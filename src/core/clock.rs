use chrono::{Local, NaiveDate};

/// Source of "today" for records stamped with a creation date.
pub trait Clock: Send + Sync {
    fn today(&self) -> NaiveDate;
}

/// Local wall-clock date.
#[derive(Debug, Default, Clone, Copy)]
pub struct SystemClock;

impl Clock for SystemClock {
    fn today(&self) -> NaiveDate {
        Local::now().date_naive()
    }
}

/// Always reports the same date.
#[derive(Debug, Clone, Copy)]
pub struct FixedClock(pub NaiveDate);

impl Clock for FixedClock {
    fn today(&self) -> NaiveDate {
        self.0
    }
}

========================================================================

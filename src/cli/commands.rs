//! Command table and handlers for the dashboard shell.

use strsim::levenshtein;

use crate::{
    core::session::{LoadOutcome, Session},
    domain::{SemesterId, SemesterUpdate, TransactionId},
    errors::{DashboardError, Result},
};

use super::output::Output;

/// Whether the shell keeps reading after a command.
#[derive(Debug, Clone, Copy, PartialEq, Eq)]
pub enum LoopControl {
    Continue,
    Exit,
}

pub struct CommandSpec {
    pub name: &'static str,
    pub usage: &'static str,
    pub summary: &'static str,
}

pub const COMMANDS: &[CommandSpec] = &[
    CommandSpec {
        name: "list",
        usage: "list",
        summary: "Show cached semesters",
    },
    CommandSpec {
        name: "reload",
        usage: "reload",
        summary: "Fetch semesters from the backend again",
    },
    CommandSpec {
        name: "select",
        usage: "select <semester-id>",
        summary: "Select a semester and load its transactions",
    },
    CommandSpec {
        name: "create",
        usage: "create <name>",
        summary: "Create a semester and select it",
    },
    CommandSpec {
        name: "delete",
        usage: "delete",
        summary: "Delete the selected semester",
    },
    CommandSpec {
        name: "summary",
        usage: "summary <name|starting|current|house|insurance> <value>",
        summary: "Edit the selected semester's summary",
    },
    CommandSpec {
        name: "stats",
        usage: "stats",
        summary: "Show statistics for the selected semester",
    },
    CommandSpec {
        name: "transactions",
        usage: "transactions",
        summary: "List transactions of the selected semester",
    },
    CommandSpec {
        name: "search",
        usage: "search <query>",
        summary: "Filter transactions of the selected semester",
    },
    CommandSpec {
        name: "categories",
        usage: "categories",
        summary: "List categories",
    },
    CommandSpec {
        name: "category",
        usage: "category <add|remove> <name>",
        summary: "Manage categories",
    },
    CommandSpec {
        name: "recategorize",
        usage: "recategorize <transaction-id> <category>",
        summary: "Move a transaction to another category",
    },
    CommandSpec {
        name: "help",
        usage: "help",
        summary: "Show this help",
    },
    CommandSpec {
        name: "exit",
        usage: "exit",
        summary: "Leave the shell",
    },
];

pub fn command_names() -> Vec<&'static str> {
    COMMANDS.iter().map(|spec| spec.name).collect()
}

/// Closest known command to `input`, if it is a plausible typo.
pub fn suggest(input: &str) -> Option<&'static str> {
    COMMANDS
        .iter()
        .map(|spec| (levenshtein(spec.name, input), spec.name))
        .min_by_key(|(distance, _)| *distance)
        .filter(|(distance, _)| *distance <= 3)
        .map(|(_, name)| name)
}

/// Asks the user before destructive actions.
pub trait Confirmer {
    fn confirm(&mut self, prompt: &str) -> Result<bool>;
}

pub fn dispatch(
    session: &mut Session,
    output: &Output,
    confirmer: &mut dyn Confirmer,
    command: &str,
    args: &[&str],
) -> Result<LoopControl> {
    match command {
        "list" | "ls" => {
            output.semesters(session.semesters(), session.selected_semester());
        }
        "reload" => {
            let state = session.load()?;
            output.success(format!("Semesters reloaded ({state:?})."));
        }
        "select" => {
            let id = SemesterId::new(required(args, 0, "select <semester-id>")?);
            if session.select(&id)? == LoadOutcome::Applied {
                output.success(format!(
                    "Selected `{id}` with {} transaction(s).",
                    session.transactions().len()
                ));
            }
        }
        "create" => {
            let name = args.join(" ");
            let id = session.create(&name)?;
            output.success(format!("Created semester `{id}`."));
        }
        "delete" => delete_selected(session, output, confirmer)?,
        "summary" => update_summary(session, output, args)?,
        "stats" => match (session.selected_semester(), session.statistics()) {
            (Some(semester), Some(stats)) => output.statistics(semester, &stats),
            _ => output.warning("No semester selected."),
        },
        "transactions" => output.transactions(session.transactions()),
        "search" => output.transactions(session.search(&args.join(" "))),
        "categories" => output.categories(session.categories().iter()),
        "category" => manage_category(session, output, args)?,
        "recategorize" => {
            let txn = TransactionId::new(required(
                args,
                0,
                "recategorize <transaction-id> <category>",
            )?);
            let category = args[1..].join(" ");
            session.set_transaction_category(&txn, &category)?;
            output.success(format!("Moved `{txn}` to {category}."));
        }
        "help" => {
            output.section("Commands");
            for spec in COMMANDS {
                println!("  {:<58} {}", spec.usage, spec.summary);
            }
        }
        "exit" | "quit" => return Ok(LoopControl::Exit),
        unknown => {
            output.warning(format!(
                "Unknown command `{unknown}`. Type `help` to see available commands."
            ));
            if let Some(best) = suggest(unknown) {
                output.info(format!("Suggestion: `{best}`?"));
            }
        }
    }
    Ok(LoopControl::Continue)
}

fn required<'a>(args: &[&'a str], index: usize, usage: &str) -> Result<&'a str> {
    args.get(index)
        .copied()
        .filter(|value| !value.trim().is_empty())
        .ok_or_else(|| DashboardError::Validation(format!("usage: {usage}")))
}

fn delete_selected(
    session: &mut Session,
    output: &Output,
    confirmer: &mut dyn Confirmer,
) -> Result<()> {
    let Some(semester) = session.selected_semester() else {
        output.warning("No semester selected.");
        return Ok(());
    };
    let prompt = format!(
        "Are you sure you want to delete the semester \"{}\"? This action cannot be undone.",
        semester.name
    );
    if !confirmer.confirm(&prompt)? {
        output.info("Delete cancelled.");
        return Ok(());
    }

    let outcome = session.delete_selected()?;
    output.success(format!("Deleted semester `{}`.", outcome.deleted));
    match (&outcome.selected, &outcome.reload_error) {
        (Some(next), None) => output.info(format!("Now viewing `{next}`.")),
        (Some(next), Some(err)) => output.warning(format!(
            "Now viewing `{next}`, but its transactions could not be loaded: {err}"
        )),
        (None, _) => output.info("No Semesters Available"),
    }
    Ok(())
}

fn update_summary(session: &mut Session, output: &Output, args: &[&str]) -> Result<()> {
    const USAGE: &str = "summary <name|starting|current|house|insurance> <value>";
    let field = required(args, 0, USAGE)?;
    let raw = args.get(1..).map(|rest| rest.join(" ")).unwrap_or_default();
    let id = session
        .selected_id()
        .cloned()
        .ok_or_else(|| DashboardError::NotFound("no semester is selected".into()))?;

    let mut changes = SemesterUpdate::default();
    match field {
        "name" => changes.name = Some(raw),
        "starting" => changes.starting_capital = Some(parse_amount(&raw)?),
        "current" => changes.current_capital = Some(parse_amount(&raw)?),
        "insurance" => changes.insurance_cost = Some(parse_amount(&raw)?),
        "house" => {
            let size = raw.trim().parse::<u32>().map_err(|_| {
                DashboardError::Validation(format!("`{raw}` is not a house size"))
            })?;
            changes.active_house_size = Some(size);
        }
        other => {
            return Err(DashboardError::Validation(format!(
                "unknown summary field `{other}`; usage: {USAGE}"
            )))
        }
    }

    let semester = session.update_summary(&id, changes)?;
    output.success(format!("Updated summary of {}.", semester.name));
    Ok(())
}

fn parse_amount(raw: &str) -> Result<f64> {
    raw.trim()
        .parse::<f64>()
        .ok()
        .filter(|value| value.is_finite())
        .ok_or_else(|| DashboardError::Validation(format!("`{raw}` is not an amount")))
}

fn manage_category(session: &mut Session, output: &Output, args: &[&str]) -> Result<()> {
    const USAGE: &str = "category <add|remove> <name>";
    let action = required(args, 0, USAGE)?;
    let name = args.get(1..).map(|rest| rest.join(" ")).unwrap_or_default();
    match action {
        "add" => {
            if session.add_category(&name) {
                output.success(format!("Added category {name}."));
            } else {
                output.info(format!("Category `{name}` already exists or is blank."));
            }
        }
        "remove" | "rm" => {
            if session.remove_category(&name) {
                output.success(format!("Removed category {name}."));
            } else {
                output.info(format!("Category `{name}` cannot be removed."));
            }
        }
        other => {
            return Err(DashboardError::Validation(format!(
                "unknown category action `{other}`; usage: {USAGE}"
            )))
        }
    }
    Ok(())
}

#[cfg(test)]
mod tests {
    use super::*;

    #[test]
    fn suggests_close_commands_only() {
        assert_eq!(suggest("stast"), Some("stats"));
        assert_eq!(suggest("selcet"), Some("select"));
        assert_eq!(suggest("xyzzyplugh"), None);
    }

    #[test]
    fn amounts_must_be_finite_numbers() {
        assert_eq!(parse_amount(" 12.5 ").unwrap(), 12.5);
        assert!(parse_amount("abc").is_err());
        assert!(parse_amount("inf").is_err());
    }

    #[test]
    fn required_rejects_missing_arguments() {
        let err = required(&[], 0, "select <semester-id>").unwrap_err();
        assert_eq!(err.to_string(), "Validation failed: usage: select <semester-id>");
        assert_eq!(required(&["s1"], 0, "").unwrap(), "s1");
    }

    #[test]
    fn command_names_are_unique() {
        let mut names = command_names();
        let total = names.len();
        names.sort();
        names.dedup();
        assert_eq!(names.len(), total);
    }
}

========================================================================

ASSIGNED TASK:
Each line of the material with the word "DashboardError" in it should be listed.

EXERCISE SOLUTION:
    errors::{DashboardError, Result},
        .ok_or_else(|| DashboardError::Validation(format!("usage: {usage}")))
        .ok_or_else(|| DashboardError::NotFound("no semester is selected".into()))?;
                DashboardError::Validation(format!("`{raw}` is not a house size"))
            return Err(DashboardError::Validation(format!(
        .ok_or_else(|| DashboardError::Validation(format!("`{raw}` is not an amount")))
            return Err(DashboardError::Validation(format!(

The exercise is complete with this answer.